Sejak dulu, engkau bukan yang paling utama. Semasa kecil, bagi kami, anak-anak perempuanmu, ibu selalu menempati posisi pertama. Sementara engkau, boleh berpuas berada di urutan kedua.
Lalu, ayah.
Saat kami telah menikah, engkau lagi-lagi bukan jadi yang utama. Sebab posisimu tergeser dengan keberadaan suami-suami kami.
Padahal ayah, sungguh. Engkau telah memberikan begitu banyak kebaikan. Jauh, dibandingkan secuil penghargaan kami kepadamu.
Darimu, aku begitu menyukai hafalan surah An-Naba, juga Al-Balad. Bahkan saat otak kecilku belum pandai menghafal rangkaian perkalian.
Bagaimana tidak? Caramu melagukan tiap-tiap surah pendek semasa sholat berjamaah dulu, begitu berkesan hingga sekarang.
Begitupun saat engkau mengumpulkan kami,anak-anakmu, untuk bergantian membaca surah pendek, selepas sholat subuh di masa-masa Ramadan kami.
Lalu, ayah.
Darimu juga aku belajar tentang keberanian. Sehingga aku yang pemalu, bisa berbangga memperoleh piala lomba membaca sajak, bahkan sejak di taman kanak-kanak.
Engkau lihat gigiku yang tidak berlubang hingga kini, bukan? Itu karena aku tidak pernah berani menafikan laranganmu memakan jajanan yang engkau sebut sebagai perusak gigi.
Akupun tidak pernah bisa berbohong. Sebab, dihadapanmu, seolah segala hal tersingkap jelas. Ya, wibawamu begitu terasa. Bahkan saat engkau tidak hadir membersamai. Sehingga aku tak pernah berani berbuat hal yang engkau tak suka. Seakan-akan engkau selalu hadir mengawasi.
Namun ayah, kelembutanmu pada ibu, bisa kami rasakan.
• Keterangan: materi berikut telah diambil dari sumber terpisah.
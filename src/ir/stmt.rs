use super::{Expr, Stmt, Var};

#[derive(Clone, Debug, PartialEq, Eq, Hash)]
pub enum StmtDef {
    Block(Vec<Stmt>),
    /// `T var = init;`
    Decl(Var, Option<Expr>),
    Expr(Expr),
    If(Expr, Stmt, Option<Stmt>),
    While(Expr, Stmt),
    Return(Option<Expr>),
}

impl StmtDef {
    /// Visits the expressions directly owned by this statement.
    pub fn visit_exprs<F: FnMut(Expr)>(&self, mut f: F) {
        match self {
            StmtDef::Block(_) => {}
            StmtDef::Decl(_, init) => {
                if let Some(init) = init {
                    f(*init);
                }
            }
            &StmtDef::Expr(expr) => f(expr),
            &StmtDef::If(cond, ..) | &StmtDef::While(cond, _) => f(cond),
            StmtDef::Return(value) => {
                if let Some(value) = value {
                    f(*value);
                }
            }
        }
    }

    pub fn update_exprs<F: FnMut(&mut Expr)>(&mut self, mut f: F) {
        match self {
            StmtDef::Block(_) => {}
            StmtDef::Decl(_, init) => {
                if let Some(init) = init {
                    f(init);
                }
            }
            StmtDef::Expr(expr) => f(expr),
            StmtDef::If(cond, ..) | StmtDef::While(cond, _) => f(cond),
            StmtDef::Return(value) => {
                if let Some(value) = value {
                    f(value);
                }
            }
        }
    }

    /// Visits nested statements.
    pub fn visit_children<F: FnMut(Stmt)>(&self, mut f: F) {
        match self {
            StmtDef::Block(stmts) => {
                for &stmt in stmts {
                    f(stmt);
                }
            }
            &StmtDef::If(_, then, els) => {
                f(then);
                if let Some(els) = els {
                    f(els);
                }
            }
            &StmtDef::While(_, body) => f(body),
            StmtDef::Decl(..) | StmtDef::Expr(_) | StmtDef::Return(_) => {}
        }
    }
}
Bagaimana gemarnya engkau menyediakan teh hangat untuk ibu tanpa diminta. Mencandai ibu, termasuk juga kebiasaanmu memijit tubuh ibu yang kelelahan. Hal itu bahkan membuat aku berdoa agar suamiku kelak mau berbuat hal yang sama.
Dan tahukah ayah?
Doaku dikabulkan! Sebab menantu ayah, juga gemar melakukan hal yang sama.😊
Selain itu,
Aku masih ingat betul, masa dimana engkau begitu memperhatikan asupan kami. Bagimu, hemat itu tidak berlaku pada menu makan kami.
Kami tahu, keterbatasan dana tidak serta merta membuat engkau menyerah memberikan nutrisi terbaik kepada kami. Susu, ikan, sayur, dan madu jadi menu wajib yang harus selalu ada.
Akupun mengagumi keringanan tangan dan hatimu untuk mengerjakan pekerjaan rumah tangga. Mencuci, mengepel, hingga memasak. Kepiawaianmu bahkan mampu mengalahkan kerja kami, anak perempuanmu.
Taukah ayah?
Hal yang membuat kami rapuh adalah saat engkau begitu rapuh sepeninggal ibu. Kami bahkan bisa melihat jelas perubahan fisikmu yang begitu drastis saat ibu pergi mendahului kita. Engkau jadi cepat terlihat tua.
Kamipun masih ingat, kala pemakaman ibu, engkau begitu tegar. Seolah tak ada guratan kesedihan pada wajahmu. Namun, kami baru menyadari setelahnya, bahwa engkau hanya tak ingin terlihat cengeng di depan kami, anak-anakmu.
Sebab setelahnya, kami memergokimu menangis terisak dengan bahu terguncang, kala waktu subuh belum juga tiba. Sembari menggantikan rutinitas pekerjaan yang biasa ibu lakukan. Saat itu, kami tau, engkau tengah mengingat ibu.
Ayah,sungguh kami begitu mengagumimu. Meski sungkan bagi kami untuk mengungkapkan. Perhatianmu pada ibu, juga pada kami. Lima tahun sudah, engkau hidup tanpa istri tercintamu. Namun, kami anak-anakmu masih saja menyusahkanmu.
Bahagialah ayah, di dunia, juga di akhirat.
Doa terbaik kami, untukmu, juga untuk ibu. Selalu.